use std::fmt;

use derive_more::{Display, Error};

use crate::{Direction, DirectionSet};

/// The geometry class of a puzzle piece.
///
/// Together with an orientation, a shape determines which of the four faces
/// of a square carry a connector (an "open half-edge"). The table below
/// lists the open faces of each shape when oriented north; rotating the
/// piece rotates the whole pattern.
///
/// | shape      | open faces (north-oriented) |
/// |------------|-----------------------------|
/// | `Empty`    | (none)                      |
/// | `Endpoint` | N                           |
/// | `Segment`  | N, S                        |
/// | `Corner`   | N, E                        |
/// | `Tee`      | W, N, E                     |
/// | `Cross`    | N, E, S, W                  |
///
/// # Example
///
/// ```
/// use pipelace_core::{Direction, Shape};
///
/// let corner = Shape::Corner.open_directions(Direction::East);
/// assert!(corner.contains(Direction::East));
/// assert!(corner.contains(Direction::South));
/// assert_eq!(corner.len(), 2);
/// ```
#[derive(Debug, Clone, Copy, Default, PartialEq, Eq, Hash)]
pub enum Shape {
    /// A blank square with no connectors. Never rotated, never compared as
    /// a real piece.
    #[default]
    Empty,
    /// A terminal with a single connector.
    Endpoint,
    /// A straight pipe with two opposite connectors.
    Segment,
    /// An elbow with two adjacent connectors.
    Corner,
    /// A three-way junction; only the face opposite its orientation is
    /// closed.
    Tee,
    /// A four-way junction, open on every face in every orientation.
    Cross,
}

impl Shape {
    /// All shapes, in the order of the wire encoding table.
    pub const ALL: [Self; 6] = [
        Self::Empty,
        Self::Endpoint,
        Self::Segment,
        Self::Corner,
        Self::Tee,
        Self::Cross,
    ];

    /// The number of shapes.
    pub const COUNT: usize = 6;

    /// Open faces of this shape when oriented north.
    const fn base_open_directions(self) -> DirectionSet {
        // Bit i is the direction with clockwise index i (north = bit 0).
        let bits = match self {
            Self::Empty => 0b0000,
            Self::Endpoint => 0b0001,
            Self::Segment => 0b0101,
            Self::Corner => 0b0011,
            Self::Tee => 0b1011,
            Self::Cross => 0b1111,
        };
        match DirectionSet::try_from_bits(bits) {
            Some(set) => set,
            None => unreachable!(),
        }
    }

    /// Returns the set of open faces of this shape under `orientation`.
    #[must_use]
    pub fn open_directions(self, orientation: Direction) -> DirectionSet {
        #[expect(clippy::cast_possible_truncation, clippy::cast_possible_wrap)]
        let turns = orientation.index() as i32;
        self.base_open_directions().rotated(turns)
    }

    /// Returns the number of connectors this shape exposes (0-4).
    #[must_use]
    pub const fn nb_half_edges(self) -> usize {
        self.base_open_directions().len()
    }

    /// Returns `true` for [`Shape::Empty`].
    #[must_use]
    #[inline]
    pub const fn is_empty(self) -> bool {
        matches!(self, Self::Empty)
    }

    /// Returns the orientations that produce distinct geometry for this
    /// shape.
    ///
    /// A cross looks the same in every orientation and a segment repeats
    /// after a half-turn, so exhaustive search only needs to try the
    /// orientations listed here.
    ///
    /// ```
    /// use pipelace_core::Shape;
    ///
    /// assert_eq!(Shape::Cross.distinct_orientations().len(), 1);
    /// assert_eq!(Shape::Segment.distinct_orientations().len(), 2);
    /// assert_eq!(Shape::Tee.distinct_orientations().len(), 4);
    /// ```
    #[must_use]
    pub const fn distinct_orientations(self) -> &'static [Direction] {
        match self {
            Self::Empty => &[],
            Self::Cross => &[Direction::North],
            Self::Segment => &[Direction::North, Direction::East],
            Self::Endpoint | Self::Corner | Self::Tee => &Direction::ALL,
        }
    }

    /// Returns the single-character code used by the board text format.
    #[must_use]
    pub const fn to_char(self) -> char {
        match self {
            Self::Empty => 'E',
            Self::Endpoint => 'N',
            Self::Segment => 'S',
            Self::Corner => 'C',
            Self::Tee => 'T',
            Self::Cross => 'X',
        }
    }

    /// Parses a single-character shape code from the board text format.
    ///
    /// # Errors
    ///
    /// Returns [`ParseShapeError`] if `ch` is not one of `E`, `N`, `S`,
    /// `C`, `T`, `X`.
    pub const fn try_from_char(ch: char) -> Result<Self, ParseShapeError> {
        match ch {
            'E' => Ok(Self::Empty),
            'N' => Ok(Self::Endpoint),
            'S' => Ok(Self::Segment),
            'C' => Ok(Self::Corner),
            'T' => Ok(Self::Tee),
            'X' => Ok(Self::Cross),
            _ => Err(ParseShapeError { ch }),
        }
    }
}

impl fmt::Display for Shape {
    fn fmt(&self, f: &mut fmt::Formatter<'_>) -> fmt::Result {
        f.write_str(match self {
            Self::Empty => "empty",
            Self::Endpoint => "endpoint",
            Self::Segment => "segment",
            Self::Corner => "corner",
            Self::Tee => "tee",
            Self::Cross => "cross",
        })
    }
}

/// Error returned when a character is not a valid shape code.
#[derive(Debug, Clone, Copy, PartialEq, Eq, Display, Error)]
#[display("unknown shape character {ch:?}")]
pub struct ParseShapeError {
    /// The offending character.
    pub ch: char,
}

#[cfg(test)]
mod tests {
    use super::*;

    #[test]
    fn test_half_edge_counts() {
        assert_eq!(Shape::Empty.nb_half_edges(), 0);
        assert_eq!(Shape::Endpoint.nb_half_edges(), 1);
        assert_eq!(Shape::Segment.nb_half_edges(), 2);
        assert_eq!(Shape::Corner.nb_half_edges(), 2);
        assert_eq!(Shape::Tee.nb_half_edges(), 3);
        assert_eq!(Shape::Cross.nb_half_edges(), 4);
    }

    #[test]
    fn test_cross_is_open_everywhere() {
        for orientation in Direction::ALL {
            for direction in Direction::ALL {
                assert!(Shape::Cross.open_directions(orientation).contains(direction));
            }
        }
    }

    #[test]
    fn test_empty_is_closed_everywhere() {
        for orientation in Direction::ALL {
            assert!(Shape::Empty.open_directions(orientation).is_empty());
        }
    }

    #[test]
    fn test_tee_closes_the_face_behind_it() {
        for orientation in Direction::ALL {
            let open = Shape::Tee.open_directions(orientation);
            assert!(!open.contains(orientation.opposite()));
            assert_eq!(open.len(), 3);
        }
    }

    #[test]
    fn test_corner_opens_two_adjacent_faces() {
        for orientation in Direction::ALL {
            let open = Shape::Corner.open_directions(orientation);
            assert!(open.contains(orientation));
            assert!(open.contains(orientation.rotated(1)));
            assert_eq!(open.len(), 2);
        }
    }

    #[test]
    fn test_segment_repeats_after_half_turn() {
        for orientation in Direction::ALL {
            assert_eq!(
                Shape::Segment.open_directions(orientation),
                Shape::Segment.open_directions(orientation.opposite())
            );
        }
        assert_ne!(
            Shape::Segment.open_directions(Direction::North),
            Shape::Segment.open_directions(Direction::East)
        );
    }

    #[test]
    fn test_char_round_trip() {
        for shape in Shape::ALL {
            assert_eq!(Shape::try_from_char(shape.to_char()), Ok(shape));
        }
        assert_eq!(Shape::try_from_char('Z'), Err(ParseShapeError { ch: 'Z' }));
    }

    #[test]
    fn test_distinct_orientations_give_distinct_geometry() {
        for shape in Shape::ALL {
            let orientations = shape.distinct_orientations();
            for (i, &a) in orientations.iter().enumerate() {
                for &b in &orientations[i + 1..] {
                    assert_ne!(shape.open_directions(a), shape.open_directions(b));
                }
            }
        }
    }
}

→ What you should do:
Each entry above should be repeated exactly, with no line left out.

→ Written reply:
use std::fmt;

use derive_more::{Display, Error};

use crate::{Direction, DirectionSet};

/// The geometry class of a puzzle piece.
///
/// Together with an orientation, a shape determines which of the four faces
/// of a square carry a connector (an "open half-edge"). The table below
/// lists the open faces of each shape when oriented north; rotating the
/// piece rotates the whole pattern.
///
/// | shape      | open faces (north-oriented) |
/// |------------|-----------------------------|
/// | `Empty`    | (none)                      |
/// | `Endpoint` | N                           |
/// | `Segment`  | N, S                        |
/// | `Corner`   | N, E                        |
/// | `Tee`      | W, N, E                     |
/// | `Cross`    | N, E, S, W                  |
///
/// # Example
///
/// ```
/// use pipelace_core::{Direction, Shape};
///
/// let corner = Shape::Corner.open_directions(Direction::East);
/// assert!(corner.contains(Direction::East));
/// assert!(corner.contains(Direction::South));
/// assert_eq!(corner.len(), 2);
/// ```
#[derive(Debug, Clone, Copy, Default, PartialEq, Eq, Hash)]
pub enum Shape {
    /// A blank square with no connectors. Never rotated, never compared as
    /// a real piece.
    #[default]
    Empty,
    /// A terminal with a single connector.
    Endpoint,
    /// A straight pipe with two opposite connectors.
    Segment,
    /// An elbow with two adjacent connectors.
    Corner,
    /// A three-way junction; only the face opposite its orientation is
    /// closed.
    Tee,
    /// A four-way junction, open on every face in every orientation.
    Cross,
}

impl Shape {
    /// All shapes, in the order of the wire encoding table.
    pub const ALL: [Self; 6] = [
        Self::Empty,
        Self::Endpoint,
        Self::Segment,
        Self::Corner,
        Self::Tee,
        Self::Cross,
    ];

    /// The number of shapes.
    pub const COUNT: usize = 6;

    /// Open faces of this shape when oriented north.
    const fn base_open_directions(self) -> DirectionSet {
        // Bit i is the direction with clockwise index i (north = bit 0).
        let bits = match self {
            Self::Empty => 0b0000,
            Self::Endpoint => 0b0001,
            Self::Segment => 0b0101,
            Self::Corner => 0b0011,
            Self::Tee => 0b1011,
            Self::Cross => 0b1111,
        };
        match DirectionSet::try_from_bits(bits) {
            Some(set) => set,
            None => unreachable!(),
        }
    }

    /// Returns the set of open faces of this shape under `orientation`.
    #[must_use]
    pub fn open_directions(self, orientation: Direction) -> DirectionSet {
        #[expect(clippy::cast_possible_truncation, clippy::cast_possible_wrap)]
        let turns = orientation.index() as i32;
        self.base_open_directions().rotated(turns)
    }

    /// Returns the number of connectors this shape exposes (0-4).
    #[must_use]
    pub const fn nb_half_edges(self) -> usize {
        self.base_open_directions().len()
    }

    /// Returns `true` for [`Shape::Empty`].
    #[must_use]
    #[inline]
    pub const fn is_empty(self) -> bool {
        matches!(self, Self::Empty)
    }

    /// Returns the orientations that produce distinct geometry for this
    /// shape.
    ///
    /// A cross looks the same in every orientation and a segment repeats
    /// after a half-turn, so exhaustive search only needs to try the
    /// orientations listed here.
    ///
    /// ```
    /// use pipelace_core::Shape;
    ///
    /// assert_eq!(Shape::Cross.distinct_orientations().len(), 1);
    /// assert_eq!(Shape::Segment.distinct_orientations().len(), 2);
    /// assert_eq!(Shape::Tee.distinct_orientations().len(), 4);
    /// ```
    #[must_use]
    pub const fn distinct_orientations(self) -> &'static [Direction] {
        match self {
            Self::Empty => &[],
            Self::Cross => &[Direction::North],
            Self::Segment => &[Direction::North, Direction::East],
            Self::Endpoint | Self::Corner | Self::Tee => &Direction::ALL,
        }
    }

    /// Returns the single-character code used by the board text format.
    #[must_use]
    pub const fn to_char(self) -> char {
        match self {
            Self::Empty => 'E',
            Self::Endpoint => 'N',
            Self::Segment => 'S',
            Self::Corner => 'C',
            Self::Tee => 'T',
            Self::Cross => 'X',
        }
    }

    /// Parses a single-character shape code from the board text format.
    ///
    /// # Errors
    ///
    /// Returns [`ParseShapeError`] if `ch` is not one of `E`, `N`, `S`,
    /// `C`, `T`, `X`.
    pub const fn try_from_char(ch: char) -> Result<Self, ParseShapeError> {
        match ch {
            'E' => Ok(Self::Empty),
            'N' => Ok(Self::Endpoint),
            'S' => Ok(Self::Segment),
            'C' => Ok(Self::Corner),
            'T' => Ok(Self::Tee),
            'X' => Ok(Self::Cross),
            _ => Err(ParseShapeError { ch }),
        }
    }
}

impl fmt::Display for Shape {
    fn fmt(&self, f: &mut fmt::Formatter<'_>) -> fmt::Result {
        f.write_str(match self {
            Self::Empty => "empty",
            Self::Endpoint => "endpoint",
            Self::Segment => "segment",
            Self::Corner => "corner",
            Self::Tee => "tee",
            Self::Cross => "cross",
        })
    }
}

/// Error returned when a character is not a valid shape code.
#[derive(Debug, Clone, Copy, PartialEq, Eq, Display, Error)]
#[display("unknown shape character {ch:?}")]
pub struct ParseShapeError {
    /// The offending character.
    pub ch: char,
}

#[cfg(test)]
mod tests {
    use super::*;

    #[test]
    fn test_half_edge_counts() {
        assert_eq!(Shape::Empty.nb_half_edges(), 0);
        assert_eq!(Shape::Endpoint.nb_half_edges(), 1);
        assert_eq!(Shape::Segment.nb_half_edges(), 2);
        assert_eq!(Shape::Corner.nb_half_edges(), 2);
        assert_eq!(Shape::Tee.nb_half_edges(), 3);
        assert_eq!(Shape::Cross.nb_half_edges(), 4);
    }

    #[test]
    fn test_cross_is_open_everywhere() {
        for orientation in Direction::ALL {
            for direction in Direction::ALL {
                assert!(Shape::Cross.open_directions(orientation).contains(direction));
            }
        }
    }

    #[test]
    fn test_empty_is_closed_everywhere() {
        for orientation in Direction::ALL {
            assert!(Shape::Empty.open_directions(orientation).is_empty());
        }
    }

    #[test]
    fn test_tee_closes_the_face_behind_it() {
        for orientation in Direction::ALL {
            let open = Shape::Tee.open_directions(orientation);
            assert!(!open.contains(orientation.opposite()));
            assert_eq!(open.len(), 3);
        }
    }

    #[test]
    fn test_corner_opens_two_adjacent_faces() {
        for orientation in Direction::ALL {
            let open = Shape::Corner.open_directions(orientation);
            assert!(open.contains(orientation));
            assert!(open.contains(orientation.rotated(1)));
            assert_eq!(open.len(), 2);
        }
    }

    #[test]
    fn test_segment_repeats_after_half_turn() {
        for orientation in Direction::ALL {
            assert_eq!(
                Shape::Segment.open_directions(orientation),
                Shape::Segment.open_directions(orientation.opposite())
            );
        }
        assert_ne!(
            Shape::Segment.open_directions(Direction::North),
            Shape::Segment.open_directions(Direction::East)
        );
    }

    #[test]
    fn test_char_round_trip() {
        for shape in Shape::ALL {
            assert_eq!(Shape::try_from_char(shape.to_char()), Ok(shape));
        }
        assert_eq!(Shape::try_from_char('Z'), Err(ParseShapeError { ch: 'Z' }));
    }

    #[test]
    fn test_distinct_orientations_give_distinct_geometry() {
        for shape in Shape::ALL {
            let orientations = shape.distinct_orientations();
            for (i, &a) in orientations.iter().enumerate() {
                for &b in &orientations[i + 1..] {
                    assert_ne!(shape.open_directions(a), shape.open_directions(b));
                }
            }
        }
    }
}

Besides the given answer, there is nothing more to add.